23.1.10

El cuerpo del aire

Besar la sangre ajena, enjugar heridas hasta llegar de nuevo al llanto. Cuando el cuerpo se hace aire en un suspiro como en una canción triste, todo es una imagen confusa y nadie sabe si tormarlo de los brazos o de las piernas, si escupirle o apretarlo. Nunca se detiene esa catarata de agua dulce que parte de sus ojos y alguien aprecia su belleza: no importa. Si se detiene por un instante la queja al viento (que quizás atraviese mares y otras almas ignorantes de su propia muerte) entonces cesan las caricias y por suerte las incertidumbres: no importa si nadie sabe qué hacer, porque no hay que hacer nada. Dejar que el cuerpo siga pudriéndose frente a sus cuadros y sus libros y su humo de cigarrillo, porque no llama a nadie aún. No necesita que lo tomen de los brazos o de las piernas o que le besen, si no tiene teléfono y su voz es tan débil ya (quizás por el cigarrillo, o porque no quiere gritar) que es apenas un soplido más del viento que se cruza en todas las direcciones y lo convierte luego en una hoja que resulta llamativa a los ojos de los niños.

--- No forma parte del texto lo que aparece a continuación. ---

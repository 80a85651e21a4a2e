//! arena-graph CLI
//!
//! Fetches an Are.na account into a resumable cache and writes the graph
//! document.

use std::path::{Path, PathBuf};

use clap::{Parser, Subcommand};
use arena_graph::{
    error::Result,
    models::Config,
    pipeline,
    utils::http::{TOKEN_VAR, resolve_token},
};

/// arena-graph - Are.na channel graph builder
#[derive(Parser, Debug)]
#[command(
    name = "arena-graph",
    version,
    about = "Fetch Are.na channels into a consolidated graph document"
)]
struct Cli {
    /// Path to the TOML configuration file
    #[arg(short, long, default_value = "data/config.toml")]
    config: PathBuf,

    /// Enable verbose logging
    #[arg(short, long)]
    verbose: bool,

    #[command(subcommand)]
    command: Command,
}

#[derive(Subcommand, Debug)]
enum Command {
    /// Fetch all channels (resuming from the cache) and write the graph
    Fetch {
        /// Ignore the existing cache and start over
        #[arg(long)]
        fresh: bool,

        /// Cache file (default from config)
        #[arg(long)]
        cache: Option<PathBuf>,

        /// Output file (default from config)
        #[arg(long)]
        output: Option<PathBuf>,

        /// API access token
        #[arg(long, env = TOKEN_VAR, hide_env_values = true)]
        token: Option<String>,
    },

    /// Validate the configuration file
    Validate,

    /// Show cache and last output info
    Info,
}

/// Initialize logging based on verbosity flag and configured level.
fn init_logging(verbose: bool, configured: &str) {
    let level = if verbose { "debug" } else { configured };
    env_logger::Builder::from_env(env_logger::Env::default().default_filter_or(level))
        .format_timestamp_secs()
        .init();
}

fn load_config(path: &Path, verbose: bool) -> Config {
    match Config::load(path) {
        Ok(config) => {
            init_logging(verbose, &config.logging.level);
            log::info!("Loaded configuration from {}", path.display());
            config
        }
        Err(e) => {
            let config = Config::default();
            init_logging(verbose, &config.logging.level);
            log::warn!(
                "Config load failed from {}: {}. Using defaults.",
                path.display(),
                e
            );
            config
        }
    }
}

/// Main entry point for the CLI application.
#[tokio::main]
async fn main() -> Result<()> {
    let cli = Cli::parse();
    let mut config = load_config(&cli.config, cli.verbose);

    match cli.command {
        Command::Fetch {
            fresh,
            cache,
            output,
            token,
        } => {
            if let Some(cache) = cache {
                config.paths.cache_file = cache.display().to_string();
            }
            if let Some(output) = output {
                config.paths.output_file = output.display().to_string();
            }

            let token = resolve_token(token.as_deref(), Path::new(&config.paths.env_file))?;
            let report = pipeline::run_pipeline(&config, &token, fresh).await?;

            if report.stats.failed > 0 {
                log::warn!(
                    "{} channels failed; re-run to retry them",
                    report.stats.failed
                );
            }
        }

        Command::Validate => {
            log::info!("Validating configuration...");

            if let Err(e) = pipeline::run_validate(&config) {
                log::error!("Config validation failed: {}", e);
                return Err(e);
            }
            log::info!("All validations passed!");
        }

        Command::Info => {
            pipeline::run_info(&config).await?;
        }
    }

    log::info!("Done!");

    Ok(())
}
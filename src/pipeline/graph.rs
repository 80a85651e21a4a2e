// src/pipeline/graph.rs

//! Consolidation of all channels' raw blocks into one deduplicated graph.
//!
//! Blocks live in a single arena keyed by their API id. A block that appears
//! in several channels keeps one node; every appearance adds one edge and
//! bumps the node's connection count.

use std::collections::{HashMap, HashSet};

use indexmap::IndexMap;

use crate::models::graph::{block_node_id, channel_node_id};
use crate::models::{
    ApiConfig, Block, BlockNode, Channel, ChannelNode, EdgeData, Elements, GraphEdge, GraphNode,
    NodeData,
};
use crate::utils::{get_domain, parse_timestamp_ms};

/// Node radius for a channel with `length` blocks, one decimal.
pub fn channel_size(length: usize) -> f64 {
    let raw = 30.0 + 12.0 * ((length as f64) + 1.0).ln();
    (raw.clamp(50.0, 120.0) * 10.0).round() / 10.0
}

/// Result of consolidation.
#[derive(Debug, Clone, Default, PartialEq)]
pub struct Graph {
    /// Channel nodes in input order
    pub channels: Vec<ChannelNode>,
    /// Block nodes in first-seen order
    pub blocks: Vec<BlockNode>,
    /// One edge per (channel, block) occurrence
    pub edges: Vec<GraphEdge>,
    /// Blocks per source domain, largest first
    pub domain_counts: IndexMap<String, usize>,
}

impl Graph {
    /// Blocks referenced by more than one channel.
    pub fn cross_connected(&self) -> usize {
        self.blocks
            .iter()
            .filter(|b| b.connection_count > 1)
            .count()
    }

    /// Cytoscape elements: channels first, then blocks.
    pub fn into_elements(self) -> Elements {
        let nodes = self
            .channels
            .into_iter()
            .map(NodeData::Channel)
            .chain(self.blocks.into_iter().map(NodeData::Block))
            .map(|data| GraphNode { data })
            .collect();

        Elements {
            nodes,
            edges: self.edges,
        }
    }
}

/// Block arena plus id lookup.
#[derive(Default)]
struct BlockArena {
    nodes: Vec<BlockNode>,
    by_id: HashMap<u64, usize>,
}

impl BlockArena {
    /// Record one occurrence of `block`, returning its node id.
    fn record(&mut self, id: u64, block: &Block, untitled: &str) -> &str {
        let idx = match self.by_id.get(&id) {
            Some(&idx) => {
                merge_occurrence(&mut self.nodes[idx], block);
                idx
            }
            None => {
                let idx = self.nodes.len();
                self.nodes.push(new_block_node(id, block, untitled));
                self.by_id.insert(id, idx);
                idx
            }
        };
        &self.nodes[idx].id
    }
}

fn new_block_node(id: u64, block: &Block, untitled: &str) -> BlockNode {
    let source = block.source_url().map(String::from);
    let domain = source.as_deref().and_then(get_domain);
    let connected_at = match block.connected_at() {
        "" => block.created_at(),
        at => at,
    }
    .to_string();

    BlockNode {
        id: block_node_id(id),
        label: block.label(untitled).to_string(),
        class: block.class().to_string(),
        thumb: block.thumb_url().map(String::from),
        display: block.display_url().map(String::from),
        original: block.original_url().map(String::from),
        source,
        domain,
        content: block.text_content().map(String::from),
        description: block.description.clone().unwrap_or_default(),
        created_at: block.created_at().to_string(),
        ts: parse_timestamp_ms(&connected_at),
        connected_at,
        connection_count: 1,
        auto_tags: Vec::new(),
    }
}

/// Later occurrence of a known block: count it and keep the earliest
/// connection time (ISO 8601 strings compare chronologically).
fn merge_occurrence(node: &mut BlockNode, block: &Block) {
    node.connection_count += 1;
    let candidate = block.connected_at();
    if !candidate.is_empty()
        && (node.connected_at.is_empty() || candidate < node.connected_at.as_str())
    {
        node.connected_at = candidate.to_string();
        node.ts = parse_timestamp_ms(candidate);
    }
}

fn channel_node(channel: &Channel, api: &ApiConfig) -> ChannelNode {
    ChannelNode {
        id: channel_node_id(channel.id),
        label: channel.title().to_string(),
        slug: channel.slug.clone(),
        block_count: channel.length(),
        status: channel.status().to_string(),
        description: channel.description().to_string(),
        updated_at: channel.updated_at.clone().unwrap_or_default(),
        arena_url: format!(
            "{}/{}/{}",
            api.web_url.trim_end_matches('/'),
            api.user_slug,
            channel.slug
        ),
        size: channel_size(channel.length()),
    }
}

/// Merge every channel's blocks into one graph.
///
/// Channels without an entry in `blocks_by_slug` (failed fetches) contribute
/// only their node. Blocks without an id are skipped.
pub fn consolidate(
    channels: &[Channel],
    blocks_by_slug: &HashMap<String, Vec<Block>>,
    api: &ApiConfig,
    untitled: &str,
) -> Graph {
    let mut arena = BlockArena::default();
    let mut edges = Vec::new();
    let mut visited: HashSet<&str> = HashSet::new();

    let channel_nodes: Vec<ChannelNode> = channels.iter().map(|c| channel_node(c, api)).collect();

    for channel in channels {
        if !visited.insert(channel.slug.as_str()) {
            log::debug!("Channel '{}' listed twice, consolidating once", channel.slug);
            continue;
        }
        let Some(blocks) = blocks_by_slug.get(&channel.slug) else {
            continue;
        };

        let source = channel_node_id(channel.id);
        for block in blocks {
            let Some(id) = block.id else { continue };
            let target = arena.record(id, block, untitled).to_string();
            edges.push(GraphEdge {
                data: EdgeData {
                    id: format!("e-{}-{}", channel.id, id),
                    source: source.clone(),
                    target,
                },
            });
        }
    }

    let domain_counts = count_domains(&arena.nodes);
    log::info!(
        "Consolidated {} channels, {} blocks, {} edges",
        channel_nodes.len(),
        arena.nodes.len(),
        edges.len()
    );

    Graph {
        channels: channel_nodes,
        blocks: arena.nodes,
        edges,
        domain_counts,
    }
}

/// Blocks per domain, sorted by count descending; ties keep first-seen order.
fn count_domains(blocks: &[BlockNode]) -> IndexMap<String, usize> {
    let mut counts: IndexMap<String, usize> = IndexMap::new();
    for domain in blocks.iter().filter_map(|b| b.domain.as_deref()) {
        *counts.entry(domain.to_string()).or_default() += 1;
    }
    // stable
    counts.sort_by(|_, a, _, b| b.cmp(a));
    counts
}
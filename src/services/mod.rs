//! Service layer for talking to the Are.na API.
//!
//! - Paced, retrying requests (`RetryFetcher`)
//! - Channel listing and paginated contents (`ChannelLoader`)

mod fetcher;
mod loader;

pub use fetcher::{JsonSource, RetryFetcher};
pub use loader::{ChannelLoader, channels_path, contents_path, fetch_user_channels};
//! Batch report aggregation and output.
//!
//! A [`Report`] holds one [`MetricRecord`] per analyzed document, in input
//! order, plus a [`DocumentFailure`] for every document that was skipped.
//! Records are written as CSV with the fixed [`REPORT_COLUMNS`] header or as
//! a JSON array.

use std::fmt;
use std::io::Write;
use std::str::FromStr;

use serde::Serialize;

use crate::Result;
use crate::metrics::TextMetrics;

/// Column order of the CSV report.
///
/// `AVG NUMBER OF WORDS PER SENTENCE` repeats `AVG SENTENCE LENGTH`, and
/// `WORD COUNT` is the cleaned word count.
pub const REPORT_COLUMNS: [&str; 15] = [
    "URL_ID",
    "URL",
    "POSITIVE SCORE",
    "NEGATIVE SCORE",
    "POLARITY SCORE",
    "SUBJECTIVITY SCORE",
    "AVG SENTENCE LENGTH",
    "PERCENTAGE OF COMPLEX WORDS",
    "FOG INDEX",
    "AVG NUMBER OF WORDS PER SENTENCE",
    "COMPLEX WORD COUNT",
    "WORD COUNT",
    "SYLLABLE PER WORD",
    "PERSONAL PRONOUNS",
    "AVG WORD LENGTH",
];

/// Metrics for one document, tagged with its identifier and locator.
#[derive(Debug, Clone, PartialEq, Serialize)]
pub struct MetricRecord {
    pub url_id: String,
    pub url: String,
    #[serde(flatten)]
    pub metrics: TextMetrics,
}

impl MetricRecord {
    pub fn new(url_id: impl Into<String>, url: impl Into<String>, metrics: TextMetrics) -> Self {
        Self { url_id: url_id.into(), url: url.into(), metrics }
    }

    /// Cell values in [`REPORT_COLUMNS`] order.
    pub fn to_row(&self) -> Vec<String> {
        let m = &self.metrics;
        vec![
            self.url_id.clone(),
            self.url.clone(),
            m.positive_score.to_string(),
            m.negative_score.to_string(),
            m.polarity_score.to_string(),
            m.subjectivity_score.to_string(),
            m.avg_sentence_length.to_string(),
            m.percentage_of_complex_words.to_string(),
            m.fog_index.to_string(),
            m.avg_number_of_words_per_sentence.to_string(),
            m.complex_word_count.to_string(),
            m.word_count.to_string(),
            m.syllable_per_word.to_string(),
            m.personal_pronouns.to_string(),
            m.avg_word_length.to_string(),
        ]
    }
}

/// Pipeline stage at which a document was dropped.
#[derive(Debug, Clone, Copy, PartialEq, Eq, Serialize)]
#[serde(rename_all = "lowercase")]
pub enum FailureStage {
    Fetch,
    Analysis,
}

impl fmt::Display for FailureStage {
    fn fmt(&self, f: &mut fmt::Formatter<'_>) -> fmt::Result {
        match self {
            FailureStage::Fetch => write!(f, "fetch"),
            FailureStage::Analysis => write!(f, "analysis"),
        }
    }
}

/// A document that produced no record.
#[derive(Debug, Clone, PartialEq, Eq, Serialize)]
pub struct DocumentFailure {
    pub url_id: String,
    pub url: String,
    pub stage: FailureStage,
    pub reason: String,
}

impl fmt::Display for DocumentFailure {
    fn fmt(&self, f: &mut fmt::Formatter<'_>) -> fmt::Result {
        write!(f, "{} ({}): {} failed: {}", self.url_id, self.url, self.stage, self.reason)
    }
}

/// Output format for [`Report::write`].
#[derive(Debug, Clone, Copy, Default, PartialEq, Eq)]
pub enum ReportFormat {
    #[default]
    Csv,
    Json,
}

impl FromStr for ReportFormat {
    type Err = String;

    fn from_str(s: &str) -> std::result::Result<Self, Self::Err> {
        match s.to_lowercase().as_str() {
            "csv" => Ok(ReportFormat::Csv),
            "json" => Ok(ReportFormat::Json),
            other => Err(format!("unknown report format '{}' (expected csv or json)", other)),
        }
    }
}

/// Processed and skipped counts for a batch.
#[derive(Debug, Clone, Copy, PartialEq, Eq)]
pub struct ReportSummary {
    pub processed: usize,
    pub skipped: usize,
}

impl ReportSummary {
    pub fn total(&self) -> usize {
        self.processed + self.skipped
    }
}

impl fmt::Display for ReportSummary {
    fn fmt(&self, f: &mut fmt::Formatter<'_>) -> fmt::Result {
        write!(f, "{} processed, {} skipped", self.processed, self.skipped)
    }
}

/// Results of a batch run.
#[derive(Debug, Clone, Default, PartialEq)]
pub struct Report {
    pub records: Vec<MetricRecord>,
    pub failures: Vec<DocumentFailure>,
}

impl Report {
    pub fn new() -> Self {
        Self::default()
    }

    pub fn push_record(&mut self, record: MetricRecord) {
        self.records.push(record);
    }

    pub fn push_failure(&mut self, failure: DocumentFailure) {
        self.failures.push(failure);
    }

    pub fn summary(&self) -> ReportSummary {
        ReportSummary { processed: self.records.len(), skipped: self.failures.len() }
    }

    /// Writes the records as CSV, header first.
    ///
    /// An empty report still gets the header row.
    pub fn write_csv<W: Write>(&self, writer: W) -> Result<()> {
        let mut csv_writer = csv::Writer::from_writer(writer);
        csv_writer.write_record(REPORT_COLUMNS)?;
        for record in &self.records {
            csv_writer.write_record(record.to_row())?;
        }
        csv_writer.flush()?;
        Ok(())
    }

    /// Serializes the records as a JSON array.
    pub fn to_json(&self, pretty: bool) -> Result<String> {
        let json = if pretty { serde_json::to_string_pretty(&self.records)? } else { serde_json::to_string(&self.records)? };
        Ok(json)
    }

    /// Writes the records in the given format.
    pub fn write<W: Write>(&self, mut writer: W, format: ReportFormat, pretty: bool) -> Result<()> {
        match format {
            ReportFormat::Csv => self.write_csv(writer),
            ReportFormat::Json => {
                writeln!(writer, "{}", self.to_json(pretty)?)?;
                Ok(())
            }
        }
    }
}

#[cfg(test)]
mod tests {
    use super::*;

    fn sample_metrics() -> TextMetrics {
        TextMetrics {
            positive_score: 3,
            negative_score: 1,
            polarity_score: 0.5,
            subjectivity_score: 0.25,
            avg_sentence_length: 12.0,
            percentage_of_complex_words: 25.0,
            fog_index: 14.8,
            avg_number_of_words_per_sentence: 12.0,
            complex_word_count: 6,
            word_count: 15,
            syllable_per_word: 1.75,
            personal_pronouns: 2,
            avg_word_length: 4.5,
        }
    }

    fn sample_report() -> Report {
        let mut report = Report::new();
        report.push_record(MetricRecord::new("101", "https://example.com/a", sample_metrics()));
        report.push_record(MetricRecord::new("102", "https://example.com/b", TextMetrics::default()));
        report.push_failure(DocumentFailure {
            url_id: "103".to_string(),
            url: "https://example.com/c".to_string(),
            stage: FailureStage::Fetch,
            reason: "HTTP 404".to_string(),
        });
        report
    }

    #[test]
    fn test_row_matches_columns() {
        let record = MetricRecord::new("101", "https://example.com/a", sample_metrics());
        let row = record.to_row();
        assert_eq!(row.len(), REPORT_COLUMNS.len());
        assert_eq!(row[0], "101");
        assert_eq!(row[2], "3");
        assert_eq!(row[6], row[9]);
        assert_eq!(row[11], "15");
    }

    #[test]
    fn test_write_csv() {
        let mut buf = Vec::new();
        sample_report().write_csv(&mut buf).unwrap();
        let output = String::from_utf8(buf).unwrap();
        let mut lines = output.lines();

        assert_eq!(lines.next().unwrap(), REPORT_COLUMNS.join(","));
        assert!(lines.next().unwrap().starts_with("101,https://example.com/a,3,1,0.5,0.25,12,25,14.8,12,6,15,1.75,2,4.5"));
        assert!(lines.next().unwrap().starts_with("102,"));
        assert!(lines.next().is_none());
    }

    #[test]
    fn test_write_csv_empty_report_has_header() {
        let mut buf = Vec::new();
        Report::new().write_csv(&mut buf).unwrap();
        let output = String::from_utf8(buf).unwrap();
        assert_eq!(output.trim_end(), REPORT_COLUMNS.join(","));
    }

    #[test]
    fn test_to_json() {
        let json = sample_report().to_json(false).unwrap();
        let value: serde_json::Value = serde_json::from_str(&json).unwrap();
        let records = value.as_array().unwrap();

        assert_eq!(records.len(), 2);
        assert_eq!(records[0]["url_id"], "101");
        assert_eq!(records[0]["positive_score"], 3);
        assert_eq!(records[0]["fog_index"], 14.8);
    }

    #[test]
    fn test_summary() {
        let summary = sample_report().summary();
        assert_eq!(summary, ReportSummary { processed: 2, skipped: 1 });
        assert_eq!(summary.total(), 3);
        assert_eq!(summary.to_string(), "2 processed, 1 skipped");
    }

    #[test]
    fn test_report_format_from_str() {
        assert_eq!("CSV".parse::<ReportFormat>().unwrap(), ReportFormat::Csv);
        assert_eq!("json".parse::<ReportFormat>().unwrap(), ReportFormat::Json);
        assert!("xlsx".parse::<ReportFormat>().is_err());
    }

    #[test]
    fn test_failure_display() {
        let report = sample_report();
        assert_eq!(report.failures[0].to_string(), "103 (https://example.com/c): fetch failed: HTTP 404");
    }
}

Si los que habían estado alguna vez sosteniéndolo porque estaba a punto de caer al abismo (y ser abismo, otra cosa negra) se van porque descubren que ellos también están muy cerca de convertirse en el temido espectro de la tristeza, entonces todo cumple su ciclo natural: nadie interrumpe el orden natural de las cosas. A veces algunas distracciones como el alcohol, el sexo o una caminata por un parque que no existe y después un llanto de cuya explicación nadie puede estar completamente seguro, luego otra vez el día y una sensación momentánea de perfección (eso que llaman felicidad, algunos que se ocuparon de inventarla). Siempre es mejor que sucedan las cosas así, todos en sus casas o en sus frazadas en la estación o en la habitación ajena saben que no pueden llamar a los que no sabían qué hacer con sus brazos, y por eso mantienen ese equilibrio correspondiente a lo que está ya determinado: algunos altibajos, eso es todo. Quizás la adolescencia (o algunos años más), las hormonas y el amor, palabra que resulta extraña al oído cuando es dicha muchas veces, y también cuando no es dicha nunca. O mejor dicho, cuando el alma muerta ha dejado de intentar escribirla en la piel como un corte ensangrentado, para así nunca jamás irse y no necesitar un teléfono ni el sexo en las noches ocasionales.